## What this task involves
All lines from the first line of the material up to and including the line with "fn seed(&mut self, value: f32)" must be copied exactly, and no others.
______
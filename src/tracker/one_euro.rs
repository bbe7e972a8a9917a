use serde::{Deserialize, Serialize};

use super::angle::{shortest_angle_delta, wrap_angle};

/// Sampling rate assumed until two timestamps have been seen.
pub const DEFAULT_RATE_HZ: f32 = 30.0;

/// One Euro Filter のパラメータ
#[derive(Debug, Clone, Copy, PartialEq, Serialize, Deserialize)]
pub struct FilterParams {
    /// 静止時のカットオフ周波数 (Hz)
    pub min_cutoff: f32,
    /// 速度に対するカットオフの増加率
    pub beta: f32,
    /// 微分値のカットオフ周波数 (Hz)
    #[serde(default = "default_d_cutoff")]
    pub d_cutoff: f32,
}

fn default_d_cutoff() -> f32 { 1.0 }

impl FilterParams {
    pub fn new(min_cutoff: f32, beta: f32) -> Self {
        Self {
            min_cutoff,
            beta,
            d_cutoff: default_d_cutoff(),
        }
    }
}

/// Whether a channel is a plain scalar or an angle in radians.
#[derive(Debug, Clone, Copy, PartialEq, Eq)]
pub enum Channel {
    Linear,
    Angular,
}

/// Low-pass filter component
struct LowPassFilter {
    prev: Option<f32>,
}

impl LowPassFilter {
    fn new() -> Self {
        Self { prev: None }
    }

    fn seed(&mut self, value: f32) {
        self.prev = Some(value);
    }

    fn filter(&mut self, value: f32, alpha: f32) -> f32 {
        match self.prev {
            Some(prev) => {
                let result = alpha * value + (1.0 - alpha) * prev;
                self.prev = Some(result);
                result
            }
            None => {
                self.prev = Some(value);
                value
            }
        }
    }

    fn reset(&mut self) {
        self.prev = None;
    }
}

/// alpha = 1 / (1 + tau/Te), tau = 1/(2*pi*fc)
fn smoothing_factor(te: f32, cutoff: f32) -> f32 {
    let r = 2.0 * std::f32::consts::PI * cutoff * te;
    r / (r + 1.0)
}

/// Snapshot of a filter's internal state.
#[derive(Debug, Clone, Copy, PartialEq)]
pub struct FilterState {
    pub value: Option<f32>,
    pub derivative: Option<f32>,
    pub last_timestamp: Option<f64>,
}

/// Velocity-aware low-pass filter for one scalar channel (One Euro Filter).
///
/// The cutoff rises with the filtered rate of change, so the output follows
/// fast motion closely and holds still when the input only jitters. The
/// sampling rate is re-estimated from consecutive timestamps.
pub struct AdaptiveFilter {
    params: FilterParams,
    channel: Channel,
    rate: f32,
    x_filter: LowPassFilter,
    dx_filter: LowPassFilter,
    last_timestamp: Option<f64>,
}

impl AdaptiveFilter {
    pub fn new(params: FilterParams) -> Self {
        Self::with_channel(params, Channel::Linear)
    }

    pub fn angular(params: FilterParams) -> Self {
        Self::with_channel(params, Channel::Angular)
    }

    pub fn with_channel(params: FilterParams, channel: Channel) -> Self {
        Self {
            params,
            channel,
            rate: DEFAULT_RATE_HZ,
            x_filter: LowPassFilter::new(),
            dx_filter: LowPassFilter::new(),
            last_timestamp: None,
        }
    }

    pub fn filter(&mut self, raw: f32, timestamp_ms: f64) -> f32 {
        if let Some(last) = self.last_timestamp {
            let dt = timestamp_ms - last;
            // 同一タイムスタンプでは前回のレートを維持
            if dt > 0.0 {
                self.rate = (1000.0 / dt) as f32;
            }
        }
        self.last_timestamp = Some(timestamp_ms);

        let prev = match self.x_filter.prev {
            Some(prev) => prev,
            None => {
                let first = match self.channel {
                    Channel::Linear => raw,
                    Channel::Angular => wrap_angle(raw),
                };
                self.x_filter.seed(first);
                self.dx_filter.seed(0.0);
                return first;
            }
        };

        // Angles are unwrapped next to the previous value before blending.
        let target = match self.channel {
            Channel::Linear => raw,
            Channel::Angular => prev + shortest_angle_delta(prev, raw),
        };

        let te = 1.0 / self.rate;
        let dx = (target - prev) * self.rate;
        let edx = self
            .dx_filter
            .filter(dx, smoothing_factor(te, self.params.d_cutoff));
        let cutoff = self.params.min_cutoff + self.params.beta * edx.abs();
        let value = self.x_filter.filter(target, smoothing_factor(te, cutoff));

        match self.channel {
            Channel::Linear => value,
            Channel::Angular => {
                let wrapped = wrap_angle(value);
                self.x_filter.seed(wrapped);
                wrapped
            }
        }
    }

    pub fn reset(&mut self) {
        self.x_filter.reset();
        self.dx_filter.reset();
        self.last_timestamp = None;
        self.rate = DEFAULT_RATE_HZ;
    }

    pub fn state(&self) -> FilterState {
        FilterState {
            value: self.x_filter.prev,
            derivative: self.dx_filter.prev,
            last_timestamp: self.last_timestamp,
        }
    }

    /// Current estimate of the sampling rate in Hz.
    pub fn rate(&self) -> f32 {
        self.rate
    }

    pub fn params(&self) -> FilterParams {
        self.params
    }
}

#[cfg(test)]
mod tests {
    use super::*;
    use std::f32::consts::PI;

    const FRAME_MS: f64 = 33.0;

    #[test]
    fn test_smoothing_factor_bounds() {
        // alpha should be between 0 and 1
        for &cutoff in &[0.1, 1.0, 10.0, 100.0] {
            for &te in &[0.001, 0.01, 0.033, 0.1] {
                let alpha = smoothing_factor(te, cutoff);
                assert!(alpha > 0.0 && alpha < 1.0, "alpha={} for te={}, cutoff={}", alpha, te, cutoff);
            }
        }
    }

    #[test]
    fn test_smoothing_factor_matches_tau_form() {
        let (te, fc) = (1.0 / 30.0, 2.0);
        let tau = 1.0 / (2.0 * PI * fc);
        let expected = 1.0 / (1.0 + tau / te);
        assert!((smoothing_factor(te, fc) - expected).abs() < 1e-6);
    }

    #[test]
    fn test_first_sample_passthrough() {
        let mut f = AdaptiveFilter::new(FilterParams::new(1.0, 0.0));
        assert_eq!(f.filter(5.0, 0.0), 5.0);
        let state = f.state();
        assert_eq!(state.value, Some(5.0));
        assert_eq!(state.derivative, Some(0.0));
        assert_eq!(state.last_timestamp, Some(0.0));
    }

    #[test]
    fn test_smooths_step() {
        let mut f = AdaptiveFilter::new(FilterParams::new(1.0, 0.0));
        f.filter(0.0, 0.0);
        let result = f.filter(10.0, FRAME_MS);
        // With min_cutoff=1.0, beta=0, the filter should smooth significantly
        assert!(result < 10.0, "Expected smoothing, got {}", result);
        assert!(result > 0.0, "Expected positive value, got {}", result);
    }

    #[test]
    fn test_constant_input_converges() {
        let mut f = AdaptiveFilter::new(FilterParams::new(1.0, 0.5));
        f.filter(0.0, 0.0);
        let mut value = 0.0;
        for i in 1..=300 {
            value = f.filter(5.0, i as f64 * FRAME_MS);
        }
        assert!((value - 5.0).abs() < 1e-3, "did not converge: {}", value);
    }

    #[test]
    fn test_constant_input_is_fixed_point() {
        let mut f = AdaptiveFilter::new(FilterParams::new(0.05, 5.0));
        for i in 0..10 {
            let out = f.filter(42.0, i as f64 * FRAME_MS);
            assert!((out - 42.0).abs() < 1e-4, "drifted: {}", out);
        }
    }

    #[test]
    fn test_duplicate_timestamp_keeps_previous_rate() {
        let mut f = AdaptiveFilter::new(FilterParams::new(1.0, 1.0));
        f.filter(0.0, 100.0);
        f.filter(1.0, 150.0);
        assert!((f.rate() - 20.0).abs() < 1e-3);
        let result = f.filter(2.0, 150.0);
        assert!(result.is_finite());
        assert!((f.rate() - 20.0).abs() < 1e-3);
    }

    #[test]
    fn test_duplicate_timestamp_before_any_interval() {
        let mut f = AdaptiveFilter::new(FilterParams::new(1.0, 1.0));
        f.filter(0.0, 0.0);
        let result = f.filter(1.0, 0.0);
        assert!(result.is_finite());
        assert_eq!(f.rate(), DEFAULT_RATE_HZ);
    }

    #[test]
    fn test_longer_interval_tracks_closer() {
        let mut slow = AdaptiveFilter::new(FilterParams::new(1.0, 0.0));
        let mut fast = AdaptiveFilter::new(FilterParams::new(1.0, 0.0));
        slow.filter(0.0, 0.0);
        fast.filter(0.0, 0.0);
        let after_long_gap = slow.filter(10.0, 100.0);
        let after_short_gap = fast.filter(10.0, 10.0);
        assert!(after_long_gap > after_short_gap);
    }

    #[test]
    fn test_high_beta_responsive() {
        // High beta: fast movements should pass through with less filtering
        let mut f_low_beta = AdaptiveFilter::new(FilterParams::new(1.0, 0.0));
        let mut f_high_beta = AdaptiveFilter::new(FilterParams::new(1.0, 1.0));

        f_low_beta.filter(0.0, 0.0);
        f_high_beta.filter(0.0, 0.0);

        let r_low = f_low_beta.filter(10.0, FRAME_MS);
        let r_high = f_high_beta.filter(10.0, FRAME_MS);

        // High beta should be closer to the target (less lag)
        assert!(r_high > r_low, "High beta ({}) should be more responsive than low beta ({})", r_high, r_low);
    }

    #[test]
    fn test_angle_crosses_wrap_boundary_smoothly() {
        let mut f = AdaptiveFilter::angular(FilterParams::new(0.1, 5.0));
        f.filter(3.1, 0.0);
        let result = f.filter(-3.1, FRAME_MS);
        // stays near ±π instead of swinging through zero
        assert!(result.abs() > 3.0, "angle jumped through zero: {}", result);
        assert!(shortest_angle_delta(3.1, result).abs() < 0.1);
    }

    #[test]
    fn test_angle_output_stays_wrapped() {
        let mut f = AdaptiveFilter::angular(FilterParams::new(1.0, 1.0));
        let mut angle = 0.0f32;
        for i in 0..100 {
            angle += 0.3;
            let out = f.filter(wrap_angle(angle), i as f64 * FRAME_MS);
            assert!((-PI..PI).contains(&out), "out of range: {}", out);
        }
    }

    #[test]
    fn test_angle_converges_near_boundary() {
        let mut f = AdaptiveFilter::angular(FilterParams::new(1.0, 0.0));
        f.filter(3.0, 0.0);
        let mut out = 0.0;
        for i in 1..=300 {
            out = f.filter(-3.0, i as f64 * FRAME_MS);
        }
        assert!(shortest_angle_delta(-3.0, out).abs() < 1e-3, "out = {}", out);
    }

    #[test]
    fn test_reset() {
        let mut f = AdaptiveFilter::new(FilterParams::new(1.0, 0.0));
        f.filter(1.0, 0.0);
        f.filter(2.0, 10.0);
        f.reset();
        assert_eq!(f.state().value, None);
        assert_eq!(f.state().last_timestamp, None);
        // After reset, first frame should pass through
        assert_eq!(f.filter(10.0, 20.0), 10.0);
        assert_eq!(f.rate(), DEFAULT_RATE_HZ);
    }
}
______
## Your response
filename src/tracker/one_euro.rs
repository bbe7e972a8a9917a
use serde::{Deserialize, Serialize};

use super::angle::{shortest_angle_delta, wrap_angle};

/// Sampling rate assumed until two timestamps have been seen.
pub const DEFAULT_RATE_HZ: f32 = 30.0;

/// One Euro Filter のパラメータ
#[derive(Debug, Clone, Copy, PartialEq, Serialize, Deserialize)]
pub struct FilterParams {
    /// 静止時のカットオフ周波数 (Hz)
    pub min_cutoff: f32,
    /// 速度に対するカットオフの増加率
    pub beta: f32,
    /// 微分値のカットオフ周波数 (Hz)
    #[serde(default = "default_d_cutoff")]
    pub d_cutoff: f32,
}

fn default_d_cutoff() -> f32 { 1.0 }

impl FilterParams {
    pub fn new(min_cutoff: f32, beta: f32) -> Self {
        Self {
            min_cutoff,
            beta,
            d_cutoff: default_d_cutoff(),
        }
    }
}

/// Whether a channel is a plain scalar or an angle in radians.
#[derive(Debug, Clone, Copy, PartialEq, Eq)]
pub enum Channel {
    Linear,
    Angular,
}

/// Low-pass filter component
struct LowPassFilter {
    prev: Option<f32>,
}

impl LowPassFilter {
    fn new() -> Self {
        Self { prev: None }
    }

    fn seed(&mut self, value: f32) {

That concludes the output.